Senators Grill WMA Director About Why Garbage Hangs Around

Adrian Taylor, acting executive director V.I. Waste Management Authority, told senators why garbage has piled up at bin sites. (File photo by Barry Leerdam for the V.I. Legislature)
Adrian Taylor, acting executive director of the V.I. Waste Management Authority, told senators why garbage has piled up at bin sites. (File photo by Barry Leerdam for the V.I. Legislature)

Adrian Taylor, acting executive director of V.I. Waste Management Authority, came before the Senate Committee on Housing, Transportation, Infrastructure and Telecommunications with a nine-page report including plans to implement fees, litter education programs and landfill projects.

Senators on Wednesday countered with photographs of garbage and sitting water. Senators were adamant something had to be done about illegal dumping and the overflowing garbage at bin sites.

Sens. Marvin A. Blyden and Novelle Francis said strict enforcement was the answer. Francis said the only way those breaking dumping and littering laws would change their behavior is “to hit them where it hurts.”

WMA currently has only one active enforcement officer on St. Thomas and two on St. Croix. Taylor said the St. Thomas officer was responsible for monitoring the landfill and the bin sites.

“He will spend most of his time traveling,” Blyden said. “He won’t have time to do anything.”

A WMA official said the agency has taken 11 people to court for dumping violations this year. Blyden countered, “I could see a hundred violations in two days.”

Sen. Donna Frett-Gregory had researched the history of cases brought to court for illegal dumping. She said in five years 187 people had been taken to court, 141 pled guilty.

Keith Richards, chair of the WMA board, said, “The enforcement office system is not working. As soon as we train them, they go somewhere else.” He said WMA could not afford to pay the salary that the police department and other agencies paid.

Frett-Gregory said, “The government has failed the people when it comes to waste management.” She said if the people wanted clean islands they had to pay. She said she didn’t think garbage was picked up free anywhere else in the world besides the Virgin Islands.

Taylor testified, “The authority continues its plan to eliminate all public unmanned bin sites throughout the territory. Unmanned bin sites that are open for residential use lend themselves to illegal dumping, unsanitary practices which pose a health risk, diminishes the aesthetics of the surrounding area, and increase operational costs to the authority.”

He said the authority plans to construct 16 convenience centers in the territory modeled on the one presently operating on St.

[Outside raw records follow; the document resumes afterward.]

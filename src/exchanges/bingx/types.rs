use crate::core::types::ParameterSet;
use serde::{Deserialize, Serialize};
use std::fmt;

/// `data` payload of the server time endpoint
#[derive(Debug, Clone, Copy, PartialEq, Eq, Serialize, Deserialize)]
#[serde(rename_all = "camelCase")]
pub struct ServerTime {
    pub server_time: i64,
}

#[derive(Debug, Clone, Copy, PartialEq, Eq, Serialize, Deserialize)]
#[serde(rename_all = "UPPERCASE")]
pub enum OrderSide {
    Buy,
    Sell,
}

#[derive(Debug, Clone, Copy, PartialEq, Eq, Serialize, Deserialize)]
#[serde(rename_all = "UPPERCASE")]
pub enum PositionSide {
    Long,
    Short,
    Both,
}

#[derive(Debug, Clone, Copy, PartialEq, Eq, Serialize, Deserialize)]
#[serde(rename_all = "SCREAMING_SNAKE_CASE")]
pub enum OrderType {
    Market,
    Limit,
    StopMarket,
    TakeProfitMarket,
    Stop,
    TakeProfit,
    TrailingStopMarket,
}

#[derive(Debug, Clone, Copy, PartialEq, Eq, Serialize, Deserialize)]
pub enum TimeInForce {
    #[serde(rename = "GTC")]
    Gtc,
    #[serde(rename = "IOC")]
    Ioc,
    #[serde(rename = "FOK")]
    Fok,
    #[serde(rename = "PostOnly")]
    PostOnly,
}

macro_rules! wire_display {
    ($($ty:ty),*) => {
        $(impl fmt::Display for $ty {
            fn fmt(&self, f: &mut fmt::Formatter<'_>) -> fmt::Result {
                let value = serde_json::to_value(self).map_err(|_| fmt::Error)?;
                f.write_str(value.as_str().unwrap_or_default())
            }
        })*
    };
}

wire_display!(OrderSide, PositionSide, OrderType, TimeInForce);

/// Perpetual swap order
#[derive(Debug, Clone, PartialEq)]
pub struct OrderRequest {
    pub symbol: String,
    pub side: OrderSide,
    pub order_type: OrderType,
    pub quantity: f64,
    pub position_side: Option<PositionSide>,
    pub price: Option<f64>,
    pub stop_price: Option<f64>,
    pub time_in_force: Option<TimeInForce>,
    pub client_order_id: Option<String>,
    pub reduce_only: Option<bool>,
}

impl OrderRequest {
    pub fn market(symbol: impl Into<String>, side: OrderSide, quantity: f64) -> Self {
        Self {
            symbol: symbol.into(),
            side,
            order_type: OrderType::Market,
            quantity,
            position_side: None,
            price: None,
            stop_price: None,
            time_in_force: None,
            client_order_id: None,
            reduce_only: None,
        }
    }

    pub fn limit(symbol: impl Into<String>, side: OrderSide, quantity: f64, price: f64) -> Self {
        Self {
            order_type: OrderType::Limit,
            price: Some(price),
            time_in_force: Some(TimeInForce::Gtc),
            ..Self::market(symbol, side, quantity)
        }
    }

    #[must_use]
    pub fn position_side(mut self, position_side: PositionSide) -> Self {
        self.position_side = Some(position_side);
        self
    }

    #[must_use]
    pub fn client_order_id(mut self, client_order_id: impl Into<String>) -> Self {
        self.client_order_id = Some(client_order_id.into());
        self
    }

    #[must_use]
    pub fn reduce_only(mut self, reduce_only: bool) -> Self {
        self.reduce_only = Some(reduce_only);
        self
    }

    /// Wire parameters for the order endpoint
    pub fn to_params(&self) -> ParameterSet {
        let mut params = ParameterSet::new()
            .with("symbol", self.symbol.as_str())
            .with("side", self.side.to_string())
            .with("type", self.order_type.to_string())
            .with("quantity", self.quantity);

        params.insert_opt("positionSide", self.position_side.map(|s| s.to_string()));
        params.insert_opt("price", self.price);
        params.insert_opt("stopPrice", self.stop_price);
        params.insert_opt("timeInForce", self.time_in_force.map(|t| t.to_string()));
        params.insert_opt("clientOrderId", self.client_order_id.as_deref());
        params.insert_opt("reduceOnly", self.reduce_only);
        params
    }
}

/// Category of a private stream event, derived from its `e` field
#[derive(Debug, Clone, Copy, PartialEq, Eq, Hash)]
pub enum AccountEventKind {
    Account,
    Order,
    Unknown,
}

impl AccountEventKind {
    pub const ACCOUNT_UPDATE: &'static str = "ACCOUNT_UPDATE";
    pub const ORDER_TRADE_UPDATE: &'static str = "ORDER_TRADE_UPDATE";

    pub fn from_event_type(event_type: &str) -> Self {
        match event_type {
            Self::ACCOUNT_UPDATE => Self::Account,
            Self::ORDER_TRADE_UPDATE => Self::Order,
            _ => Self::Unknown,
        }
    }

    pub fn as_str(self) -> &'static str {
        match self {
            Self::Account => "account",
            Self::Order => "order",
            Self::Unknown => "unknown",
        }
    }
}

impl fmt::Display for AccountEventKind {
    fn fmt(&self, f: &mut fmt::Formatter<'_>) -> fmt::Result {
        f.write_str(self.as_str())
    }
}

#[cfg(test)]
mod tests {
    use super::*;

    #[test]
    fn test_limit_order_params() {
        let order = OrderRequest::limit("BTC-USDT", OrderSide::Buy, 0.001, 30000.5)
            .position_side(PositionSide::Long)
            .client_order_id("my-order-1");

        assert_eq!(
            order.to_params().to_query_string(),
            "clientOrderId=my-order-1&positionSide=LONG&price=30000.5&quantity=0.001\
             &side=BUY&symbol=BTC-USDT&timeInForce=GTC&type=LIMIT"
        );
    }

    #[test]
    fn test_market_order_omits_unset_fields() {
        let params = OrderRequest::market("ETH-USDT", OrderSide::Sell, 2.0)
            .reduce_only(true)
            .to_params();

        assert!(params.get("price").is_none());
        assert!(params.get("timeInForce").is_none());
        assert_eq!(
            params.to_query_string(),
            "quantity=2&reduceOnly=true&side=SELL&symbol=ETH-USDT&type=MARKET"
        );
    }

    #[test]
    fn test_wire_names() {
        assert_eq!(OrderType::TakeProfitMarket.to_string(), "TAKE_PROFIT_MARKET");
        assert_eq!(TimeInForce::PostOnly.to_string(), "PostOnly");
        assert_eq!(PositionSide::Both.to_string(), "BOTH");
    }

    #[test]
    fn test_account_event_kind() {
        assert_eq!(
            AccountEventKind::from_event_type("ACCOUNT_UPDATE"),
            AccountEventKind::Account
        );
        assert_eq!(
            AccountEventKind::from_event_type("ORDER_TRADE_UPDATE").as_str(),
            "order"
        );
        assert_eq!(
            AccountEventKind::from_event_type("listenKeyExpired").to_string(),
            "unknown"
        );
    }
}
pub mod builder;
pub mod client;
pub mod rest;
pub mod streams;
pub mod types;

/// Name used in logs and spans
pub const EXCHANGE_NAME: &str = "bingx";

// Re-export main types for easier importing
pub use builder::{build_rest_client, build_rest_client_with_clock};
pub use client::BingxClient;
pub use rest::BingxRestClient;
pub use streams::{AccountDataStream, MarketDataStream, ACCOUNT_STREAM_URL, MARKET_STREAM_URL};
pub use types::{
    AccountEventKind, OrderRequest, OrderSide, OrderType, PositionSide, ServerTime, TimeInForce,
};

Croix.

Sen Javan James called the center at Peter’s Rest “a beautiful site.” The site is manned and maintained by WMA workers and has areas specifically set aside for plastic, recyclables, electronic waste and household waste.

Blyden wanted to know if the house pickup would still be maintained with the new convenience centers in place. He said, “A lot of folks do not drive. How do we assist those people?”

Richards said Waste Management had to expand its house-to-house pickup.

Taylor said there were reasons that house-to-house and bin collections get delayed. They included equipment failures and contractors not being paid in a timely manner.

He testified the authority will increase media announcements as well as make presentations to groups and classrooms to educate the public on the environmental rules and regulations.

“Successful solid waste management is dependent on the active participation of the general public,” he said.

Residents can report incidents of illegal dumping by calling the authority’s hotline at 844-962-8784.

Attending the hearing were Sens. Alicia Barnes, Blyden, Allison DeGazon, Francis, Frett-Gregory, Stedmann Hodge, Myron Jackson, and Javan James.

The hearing ended abruptly about 1:30 p.m. because of a gas leak in a nearby building.